Dr. Futterer’s presentation, advantaged “MRI-Guided TULSA in Patients with Localized Prostate Cancer: Phase I 3-year Outcomes and Aboriginal Experience in TACT Cardinal Study,” is appointed for Thursday, September 27 at 8:39 AM CEST.  

BPH is a non-cancerous amplification of the prostate gland due to an overgrowth of prostate cells. It is a accepted action as men age, about adverse the breeze of urine and creating cogent Lower Urinary Tract Symptoms (“LUTS”). Accepted surgical assay of BPH can aftereffect in abeyant complications such as astern , arrect dysfunction, cogent bleeding, and crave continued accretion times. Therefore, for several years abounding another minimally-invasive treatments accept been investigated.

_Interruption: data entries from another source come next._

//! Executable operations and the destinations that receive them

use crate::error::{ImportError, Result};
use crate::model::Insert;

/// Receives insert batches; the actual database writes happen here
pub trait Destination {
    fn insert(&mut self, insert: &Insert) -> anyhow::Result<()>;
}

/// Something that can be executed against a destination
pub trait Operation: Send + Sync {
    fn execute(&self, destination: &mut dyn Destination) -> Result<()>;
}

impl Operation for Insert {
    fn execute(&self, destination: &mut dyn Destination) -> Result<()> {
        destination
            .insert(self)
            .map_err(|source| ImportError::Execution {
                table: self.table().to_string(),
                source,
            })
    }
}

/// Destination that keeps every batch in memory, in arrival order
#[derive(Debug, Default)]
pub struct Recorder {
    pub inserts: Vec<Insert>,
}

impl Recorder {
    pub fn new() -> Self {
        Self::default()
    }

    /// Batches received for one table
    pub fn for_table<'a>(&'a self, table: &'a str) -> impl Iterator<Item = &'a Insert> + 'a {
        self.inserts.iter().filter(move |i| i.table() == table)
    }

    /// Total rows received
    pub fn row_count(&self) -> usize {
        self.inserts.iter().map(Insert::row_count).sum()
    }
}

impl Destination for Recorder {
    fn insert(&mut self, insert: &Insert) -> anyhow::Result<()> {
        self.inserts.push(insert.clone());
        Ok(())
    }
}
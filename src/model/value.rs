//! Typed cell values

use std::borrow::Cow;

use chrono::{NaiveDate, NaiveDateTime};
use serde::{Deserialize, Serialize};

/// A value bound to one column of one inserted row
#[derive(Debug, Clone, Default, PartialEq, Serialize, Deserialize)]
#[serde(untagged)]
pub enum Value {
    #[default]
    Null,
    Bool(bool),
    Int(i64),
    Float(f64),
    String(String),
    Date(NaiveDate),
    DateTime(NaiveDateTime),
}

impl Value {
    /// Check if the value is null
    pub fn is_null(&self) -> bool {
        matches!(self, Value::Null)
    }

    /// Convert to a display string
    pub fn display(&self) -> Cow<'_, str> {
        match self {
            Value::Null => Cow::Borrowed("NULL"),
            Value::Bool(b) => Cow::Owned(b.to_string()),
            Value::Int(i) => Cow::Owned(i.to_string()),
            Value::Float(f) => Cow::Owned(f.to_string()),
            Value::String(s) => Cow::Borrowed(s.as_str()),
            Value::Date(d) => Cow::Owned(d.to_string()),
            Value::DateTime(dt) => Cow::Owned(dt.format("%Y-%m-%d %H:%M:%S%.f").to_string()),
        }
    }
}

impl std::fmt::Display for Value {
    fn fmt(&self, f: &mut std::fmt::Formatter<'_>) -> std::fmt::Result {
        write!(f, "{}", self.display())
    }
}

impl From<&str> for Value {
    fn from(s: &str) -> Self {
        Value::String(s.to_string())
    }
}

impl From<String> for Value {
    fn from(s: String) -> Self {
        Value::String(s)
    }
}

impl From<i64> for Value {
    fn from(i: i64) -> Self {
        Value::Int(i)
    }
}

impl From<i32> for Value {
    fn from(i: i32) -> Self {
        Value::Int(i64::from(i))
    }
}

impl From<f64> for Value {
    fn from(f: f64) -> Self {
        Value::Float(f)
    }
}

impl From<bool> for Value {
    fn from(b: bool) -> Self {
        Value::Bool(b)
    }
}

impl From<NaiveDate> for Value {
    fn from(d: NaiveDate) -> Self {
        Value::Date(d)
    }
}

impl From<NaiveDateTime> for Value {
    fn from(dt: NaiveDateTime) -> Self {
        Value::DateTime(dt)
    }
}

impl<T> From<Option<T>> for Value
where
    T: Into<Value>,
{
    fn from(opt: Option<T>) -> Self {
        match opt {
            Some(v) => v.into(),
            None => Value::Null,
        }
    }
}
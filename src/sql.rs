//! Render inserts as literal SQL statements

use crate::model::{Insert, Value};
use crate::operation::Destination;

/// Destination that collects one `INSERT` statement per row
#[derive(Debug, Default)]
pub struct SqlScript {
    statements: Vec<String>,
}

impl SqlScript {
    pub fn new() -> Self {
        Self::default()
    }

    pub fn statements(&self) -> &[String] {
        &self.statements
    }

    /// All statements, each terminated by `;` and a newline
    pub fn to_script(&self) -> String {
        let mut script = String::new();
        for statement in &self.statements {
            script.push_str(statement);
            script.push_str(";\n");
        }
        script
    }
}

impl Destination for SqlScript {
    fn insert(&mut self, insert: &Insert) -> anyhow::Result<()> {
        self.statements.extend(statements(insert));
        Ok(())
    }
}

/// Statements for every row of one batch
pub fn statements(insert: &Insert) -> Vec<String> {
    let columns = insert
        .columns()
        .iter()
        .map(|c| identifier(c))
        .collect::<Vec<_>>()
        .join(", ");

    insert
        .rows()
        .iter()
        .map(|row| {
            let values = row.iter().map(literal).collect::<Vec<_>>().join(", ");
            format!(
                "INSERT INTO {} ({}) VALUES ({})",
                identifier(insert.table()),
                columns,
                values
            )
        })
        .collect()
}

/// Double-quoted identifier
fn identifier(name: &str) -> String {
    format!("\"{}\"", name.replace('"', "\"\""))
}

/// SQL literal for a value
fn literal(value: &Value) -> String {
    match value {
        Value::Null => "NULL".to_string(),
        Value::Bool(true) => "TRUE".to_string(),
        Value::Bool(false) => "FALSE".to_string(),
        Value::Int(i) => i.to_string(),
        // Keep a decimal point so the literal is not read as an integer
        Value::Float(f) if f.fract() == 0.0 && f.is_finite() => format!("{:.1}", f),
        Value::Float(f) => f.to_string(),
        Value::String(s) => format!("'{}'", s.replace('\'', "''")),
        Value::Date(d) => format!("DATE '{}'", d.format("%Y-%m-%d")),
        Value::DateTime(dt) => format!("TIMESTAMP '{}'", dt.format("%Y-%m-%d %H:%M:%S%.f")),
    }
}
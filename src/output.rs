use formatx::formatx;
use parking_lot::Mutex;
use std::fmt::Debug;
use std::fs::File;
use std::io;
use std::io::{BufWriter, Write};
use std::path::PathBuf;
use std::sync::Arc;

pub trait Output: Debug {
    fn writer_for_location_key(
        &self,
        location_key: &str,
        file_extension: &str,
    ) -> anyhow::Result<impl Write>;
    /// Whether this output can be considered a no-op and therefore that any code that only writes to the output can be skipped.
    fn is_noop(&self) -> bool {
        false
    }
}

/// Writes each location to a file in a directory, named by a template with two `{}`
/// placeholders: the location key and the file extension.
#[derive(Debug)]
pub struct FileOutput {
    directory_path: PathBuf,
    file_template: String,
}

impl FileOutput {
    pub fn new(directory_path: PathBuf, file_template: String) -> Self {
        Self {
            directory_path,
            file_template,
        }
    }
}

impl Output for FileOutput {
    fn writer_for_location_key(
        &self,
        location_key: &str,
        file_extension: &str,
    ) -> anyhow::Result<impl Write> {
        let file_name = formatx!(&self.file_template, location_key, file_extension)
            .map_err(|err| anyhow::anyhow!("Could not build output file name: {err:?}"))?;
        Ok(BufWriter::new(File::create(
            self.directory_path.join(file_name),
        )?))
    }
}

impl Output for &FileOutput {
    fn writer_for_location_key(
        &self,
        location_key: &str,
        file_extension: &str,
    ) -> anyhow::Result<impl Write> {
        <FileOutput as Output>::writer_for_location_key(self, location_key, file_extension)
    }
}

/// An output that goes to nowhere/ a "sink"/ /dev/null.
#[derive(Debug, Default)]
pub struct SinkOutput;

impl Output for SinkOutput {
    fn writer_for_location_key(
        &self,
        _location_key: &str,
        _file_extension: &str,
    ) -> anyhow::Result<impl Write> {
        Ok(io::sink())
    }

    fn is_noop(&self) -> bool {
        true
    }
}

/// Collects everything written, per location, in memory.
#[derive(Clone, Debug, Default)]
pub struct MemoryOutput(Arc<Mutex<Vec<(String, Vec<u8>)>>>);

impl MemoryOutput {
    pub fn contents(&self, location_key: &str, file_extension: &str) -> Option<String> {
        let name = format!("{location_key}.{file_extension}");
        self.0
            .lock()
            .iter()
            .find(|(key, _)| *key == name)
            .map(|(_, bytes)| String::from_utf8_lossy(bytes).into_owned())
    }
}

struct MemoryWriter {
    store: Arc<Mutex<Vec<(String, Vec<u8>)>>>,
    idx: usize,
}

impl Write for MemoryWriter {
    fn write(&mut self, buf: &[u8]) -> io::Result<usize> {
        self.store.lock()[self.idx].1.extend_from_slice(buf);
        Ok(buf.len())
    }

    fn flush(&mut self) -> io::Result<()> {
        Ok(())
    }
}

impl Output for MemoryOutput {
    fn writer_for_location_key(
        &self,
        location_key: &str,
        file_extension: &str,
    ) -> anyhow::Result<impl Write> {
        let mut store = self.0.lock();
        store.push((format!("{location_key}.{file_extension}"), vec![]));
        Ok(MemoryWriter {
            store: self.0.clone(),
            idx: store.len() - 1,
        })
    }
}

As allotment of his presentation at DGU 2018, Dr. Futterer will address on an assay of LUTS in a subgroup (n=9) of the Phase I abstraction patients who had at atomic moderately appropriate BPH, based on International Prostate Symptoms Account (“IPSS”) ≥ 12, in accession to their blight at baseline.  At 12 months afterwards TULSA, IPSS bigger by 9.8 ± 7.1 (58 ± 34%) from 16.1 ± 3.8 to 6.3 ± 5.0 (paired t-test p=0.0033), agnate to levels accomplished with avant-garde surgical therapies, and with at atomic a abstinent (> 5 point) abridgement accomplished by 8/9 patients (89%). IPSS affection of activity bigger by 2.0 ± 1.7 from 2.8 ± 1.1 to 0.8 ± 1.0 (p=0.0068), with 8/9 patients (89%) advertisement as “pleased” or “delighted.” Prostate aggregate abstinent on T2-weighted MRI decreased by 70 ± 19% from 54 ± 23 to 14 ± 5 cc (p=0.001), and uroflowmetry aiguille breeze amount (QMax) bigger by 7.4 ± 13 ml/s from 14.5 ± 4.1 to 21.9 ± 12.7 ml/s, but did not adeptness statistical acceptation due to the baby sample admeasurement (p=0.13). All patients (9/9) had abounding urinary abandonment (leak-free, pad-free) at 6 and 12 months. Arrect action (International Index of Arrect Function, “IIEF”) was abiding from 15 ± 9 at baseline to 16 ± 9 at 12 months (p=0.81), as was the admeasurement of patients with erections acceptable for assimilation (IIEF catechism 2), from 7/9 at baseline to 8/9 at 12 months.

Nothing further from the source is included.